Rationaliser votre parcours de soumission eCTD :
Les étapes essentielles restent les mêmes, mais le langage est plus orienté vers l'action :
- Préparation : Rassembler tous les documents essentiels, y compris le module 1, et veiller au respect des lignes directrices pertinentes.
- Compilation : Organiser les documents selon la structure eCTD, y compris le fichier de base et les informations régionales.
- Validation : Utiliser les outils de validation fournis par les autorités sanitaires pour vérifier l'intégrité et l'exhaustivité de la soumission.
- Soumission : Soumettre le paquet eCTD via la passerelle de soumission électronique désignée ou le portail de l'autorité sanitaire concernée.
- Suivi : contrôler de manière proactive l'état d'avancement de la soumission et répondre rapidement à toute question ou anomalie de la part de l'autorité sanitaire.
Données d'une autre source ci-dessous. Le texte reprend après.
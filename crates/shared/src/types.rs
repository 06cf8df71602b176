//! Common types used across TeamWallet

use serde::{Deserialize, Serialize};
use uuid::Uuid;

// =============================================================================
// ID Wrappers
// =============================================================================

/// Team ID wrapper
///
/// Teams are owned by the surrounding platform; billing only ever sees the
/// identifier handed over by the authentication layer.
#[derive(Debug, Clone, Copy, PartialEq, Eq, Hash, Serialize, Deserialize)]
#[serde(transparent)]
pub struct TeamId(pub Uuid);

impl TeamId {
    pub fn new() -> Self {
        Self(Uuid::new_v4())
    }

    pub fn as_uuid(&self) -> Uuid {
        self.0
    }
}

impl Default for TeamId {
    fn default() -> Self {
        Self::new()
    }
}

impl From<Uuid> for TeamId {
    fn from(id: Uuid) -> Self {
        Self(id)
    }
}

impl std::fmt::Display for TeamId {
    fn fmt(&self, f: &mut std::fmt::Formatter<'_>) -> std::fmt::Result {
        write!(f, "{}", self.0)
    }
}

impl std::str::FromStr for TeamId {
    type Err = uuid::Error;

    fn from_str(s: &str) -> Result<Self, Self::Err> {
        Uuid::parse_str(s.trim()).map(Self)
    }
}

// =============================================================================
// Pagination
// =============================================================================

/// Default page size for list endpoints
pub const DEFAULT_PAGE_SIZE: i64 = 20;

/// Hard upper bound for page size
pub const MAX_PAGE_SIZE: i64 = 100;

/// Page request as received from callers (1-based page number)
#[derive(Debug, Clone, Copy, Default, Deserialize)]
pub struct PageParams {
    pub page: Option<i64>,
    pub limit: Option<i64>,
}

impl PageParams {
    pub fn new(page: i64, limit: i64) -> Self {
        Self {
            page: Some(page),
            limit: Some(limit),
        }
    }

    /// Page number clamped to >= 1
    pub fn page(&self) -> i64 {
        self.page.unwrap_or(1).max(1)
    }

    /// Page size clamped to 1..=MAX_PAGE_SIZE
    pub fn limit(&self) -> i64 {
        self.limit.unwrap_or(DEFAULT_PAGE_SIZE).clamp(1, MAX_PAGE_SIZE)
    }

    /// Row offset for SQL OFFSET; `None` when the page number is too large
    pub fn offset(&self) -> Option<i64> {
        (self.page() - 1).checked_mul(self.limit())
    }
}

/// Paginated response wrapper
#[derive(Debug, Clone, Serialize)]
pub struct PaginatedResponse<T> {
    pub data: Vec<T>,
    pub total: i64,
    pub page: i64,
    pub per_page: i64,
    pub total_pages: i64,
}

impl<T> PaginatedResponse<T> {
    pub fn new(data: Vec<T>, total: i64, page: i64, per_page: i64) -> Self {
        let total_pages = if per_page > 0 {
            (total + per_page - 1) / per_page
        } else {
            0
        };
        Self {
            data,
            total,
            page,
            per_page,
            total_pages,
        }
    }

    /// Convert the items while keeping the paging metadata
    pub fn map<U>(self, f: impl FnMut(T) -> U) -> PaginatedResponse<U> {
        PaginatedResponse {
            data: self.data.into_iter().map(f).collect(),
            total: self.total,
            page: self.page,
            per_page: self.per_page,
            total_pages: self.total_pages,
        }
    }
}

// =============================================================================
// Tests
// =============================================================================
//! Proration Calculator
//!
//! Computes the credit for the unused part of the current period and the
//! charge for the same remaining days under a new plan/seat count.
//!
//! Days are whole days rounded up. The unused credit is amortized over the
//! days the current subscription row actually covers (`started_at` to
//! expiry), while the new period cost is amortized over the full billing
//! period (`subscription_date` to expiry). For a subscription that was never
//! changed both spans are the same. Both legs are rounded to cents before
//! they are netted, so a change and its exact reverse cancel out.

use rust_decimal::Decimal;
use serde::Serialize;
use time::OffsetDateTime;

use crate::pricing::{ceil_days, round_money};

/// Inputs describing the current subscription and the requested one
#[derive(Debug, Clone)]
pub struct ProrationInput {
    /// Start of the billing period (carried across changes)
    pub period_start: OffsetDateTime,
    /// When the current subscription row started covering the period
    pub coverage_start: OffsetDateTime,
    pub expiry_date: OffsetDateTime,
    /// What was paid for the current row
    pub amount_paid: Decimal,
    /// Per-seat price of the new plan for the subscription's cycle
    pub new_price_per_seat: Decimal,
    pub new_member_count: i32,
}

/// Outcome of a proration
#[derive(Debug, Clone, Copy, PartialEq, Eq, Serialize)]
pub struct ProrationResult {
    pub remaining_days: i64,
    pub total_days: i64,
    #[serde(with = "rust_decimal::serde::str")]
    pub unused_amount: Decimal,
    #[serde(with = "rust_decimal::serde::str")]
    pub new_period_amount: Decimal,
    /// Positive: the team pays. Negative: the team is credited.
    #[serde(with = "rust_decimal::serde::str")]
    pub prorated_charge: Decimal,
}

impl ProrationResult {
    fn zero(total_days: i64) -> Self {
        Self {
            remaining_days: 0,
            total_days,
            unused_amount: Decimal::ZERO,
            new_period_amount: Decimal::ZERO,
            prorated_charge: Decimal::ZERO,
        }
    }

    pub fn is_charge(&self) -> bool {
        self.prorated_charge > Decimal::ZERO
    }

    pub fn is_credit(&self) -> bool {
        self.prorated_charge < Decimal::ZERO
    }

    /// Amount to debit, zero unless this is a charge
    pub fn charge_amount(&self) -> Decimal {
        self.prorated_charge.max(Decimal::ZERO)
    }

    /// Amount to credit back, zero unless this is a credit
    pub fn credit_amount(&self) -> Decimal {
        (-self.prorated_charge).max(Decimal::ZERO)
    }
}

/// Compute the proration for switching at `now`
///
/// An already expired period yields an all-zero result. Spans shorter than
/// one day count as one day, so there is never a division by zero.
pub fn calculate_proration(input: &ProrationInput, now: OffsetDateTime) -> ProrationResult {
    let total_days = ceil_days(input.expiry_date - input.period_start).max(1);
    let remaining_days = ceil_days(input.expiry_date - now);

    if remaining_days <= 0 {
        return ProrationResult::zero(total_days);
    }

    let coverage_days = ceil_days(input.expiry_date - input.coverage_start).max(1);
    // Can't have more days left than the row covers (clock skew on a fresh row)
    let unused_days = remaining_days.min(coverage_days);

    let unused_amount =
        round_money(input.amount_paid * Decimal::from(unused_days) / Decimal::from(coverage_days));

    let new_period_total = input.new_price_per_seat * Decimal::from(input.new_member_count);
    let new_period_amount =
        round_money(new_period_total * Decimal::from(remaining_days) / Decimal::from(total_days));

    ProrationResult {
        remaining_days,
        total_days,
        unused_amount,
        new_period_amount,
        prorated_charge: new_period_amount - unused_amount,
    }
}
//! Operator routes: plan administration, wallet top-ups and invariant checks
//!
//! All handlers sit behind `require_admin`.

use axum::{
    extract::{Path, Query, State},
    http::StatusCode,
    Json,
};
use serde::{Deserialize, Serialize};
use teamwallet_billing::{
    DepositRequest, DepositResult, InvariantCheckSummary, InvariantChecker, InvariantViolation,
    NewPlan, Plan, PlanUpdate, Wallet, WalletStatus,
};
use uuid::Uuid;

use crate::{error::ApiResult, state::AppState};

#[derive(Debug, Default, Deserialize)]
pub struct ListPlansQuery {
    #[serde(default)]
    pub include_inactive: bool,
}

#[derive(Debug, Deserialize)]
pub struct WalletStatusRequest {
    pub status: WalletStatus,
}

#[derive(Debug, Serialize)]
pub struct InvariantCheckResponse {
    pub check: String,
    pub passed: bool,
    pub violations: Vec<InvariantViolation>,
}

#[derive(Debug, Serialize)]
pub struct AvailableChecksResponse {
    pub checks: Vec<&'static str>,
}

// =============================================================================
// Plans
// =============================================================================

pub async fn list_plans(
    State(state): State<AppState>,
    Query(query): Query<ListPlansQuery>,
) -> ApiResult<Json<Vec<Plan>>> {
    let plans = state.billing.plans.list_plans(query.include_inactive).await?;
    Ok(Json(plans))
}

pub async fn list_deleted_plans(State(state): State<AppState>) -> ApiResult<Json<Vec<Plan>>> {
    let plans = state.billing.plans.list_deleted_plans().await?;
    Ok(Json(plans))
}

pub async fn create_plan(
    State(state): State<AppState>,
    Json(new_plan): Json<NewPlan>,
) -> ApiResult<(StatusCode, Json<Plan>)> {
    let plan = state.billing.plans.create_plan(new_plan).await?;
    Ok((StatusCode::CREATED, Json(plan)))
}

/// Admin view includes deleted plans
pub async fn get_plan(
    State(state): State<AppState>,
    Path(plan_id): Path<Uuid>,
) -> ApiResult<Json<Plan>> {
    let plan = state.billing.plans.get_plan(plan_id).await?;
    Ok(Json(plan))
}

pub async fn update_plan(
    State(state): State<AppState>,
    Path(plan_id): Path<Uuid>,
    Json(update): Json<PlanUpdate>,
) -> ApiResult<Json<Plan>> {
    let plan = state.billing.plans.update_plan(plan_id, update).await?;
    Ok(Json(plan))
}

pub async fn set_default_plan(
    State(state): State<AppState>,
    Path(plan_id): Path<Uuid>,
) -> ApiResult<Json<Plan>> {
    let plan = state.billing.plans.set_default_plan(plan_id).await?;
    Ok(Json(plan))
}

pub async fn activate_plan(
    State(state): State<AppState>,
    Path(plan_id): Path<Uuid>,
) -> ApiResult<Json<Plan>> {
    let plan = state.billing.plans.activate_plan(plan_id).await?;
    Ok(Json(plan))
}

pub async fn deactivate_plan(
    State(state): State<AppState>,
    Path(plan_id): Path<Uuid>,
) -> ApiResult<Json<Plan>> {
    let plan = state.billing.plans.deactivate_plan(plan_id).await?;
    Ok(Json(plan))
}

pub async fn soft_delete_plan(
    State(state): State<AppState>,
    Path(plan_id): Path<Uuid>,
) -> ApiResult<Json<Plan>> {
    let plan = state.billing.plans.soft_delete_plan(plan_id).await?;
    Ok(Json(plan))
}

pub async fn restore_plan(
    State(state): State<AppState>,
    Path(plan_id): Path<Uuid>,
) -> ApiResult<Json<Plan>> {
    let plan = state.billing.plans.restore_plan(plan_id).await?;
    Ok(Json(plan))
}

pub async fn hard_delete_plan(
    State(state): State<AppState>,
    Path(plan_id): Path<Uuid>,
) -> ApiResult<StatusCode> {
    state.billing.plans.hard_delete_plan(plan_id).await?;
    Ok(StatusCode::NO_CONTENT)
}

// =============================================================================
// Wallets
// =============================================================================

pub async fn get_team_wallet(
    State(state): State<AppState>,
    Path(team_id): Path<Uuid>,
) -> ApiResult<Json<Wallet>> {
    let wallet = state.billing.wallets.get_wallet(team_id).await?;
    Ok(Json(wallet))
}

/// Operator top-up of a team wallet
pub async fn deposit(
    State(state): State<AppState>,
    Path(team_id): Path<Uuid>,
    Json(request): Json<DepositRequest>,
) -> ApiResult<(StatusCode, Json<DepositResult>)> {
    let result = state.billing.wallets.deposit(team_id, request).await?;
    Ok((StatusCode::CREATED, Json(result)))
}

pub async fn set_wallet_status(
    State(state): State<AppState>,
    Path(team_id): Path<Uuid>,
    Json(request): Json<WalletStatusRequest>,
) -> ApiResult<Json<Wallet>> {
    let wallet = state
        .billing
        .wallets
        .set_wallet_status(team_id, request.status)
        .await?;
    Ok(Json(wallet))
}

// =============================================================================
// Invariants
// =============================================================================

pub async fn run_invariant_checks(
    State(state): State<AppState>,
) -> ApiResult<Json<InvariantCheckSummary>> {
    let summary = state.billing.invariants.run_all_checks().await?;
    Ok(Json(summary))
}

pub async fn list_invariant_checks() -> Json<AvailableChecksResponse> {
    Json(AvailableChecksResponse {
        checks: InvariantChecker::available_checks(),
    })
}

pub async fn run_invariant_check(
    State(state): State<AppState>,
    Path(check): Path<String>,
) -> ApiResult<Json<InvariantCheckResponse>> {
    let violations = state.billing.invariants.run_check(&check).await?;
    Ok(Json(InvariantCheckResponse {
        passed: violations.is_empty(),
        check,
        violations,
    }))
}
La gestion des soumissions eCTD aux autorités sanitaires nécessite une planification minutieuse, une conformité réglementaire et une communication claire avec les agences réglementaires. Un expert dans ce domaine tel que Freyr rationaliser la préparation des documents, gérer la validation à l'aide d'outils spécialisés et atténuer les risques potentiels. En servant de pont de communication et en rationalisant les processus, les partenaires réglementaires peuvent accélérer les autorisations et permettre à vos produits d'être commercialisés plus rapidement.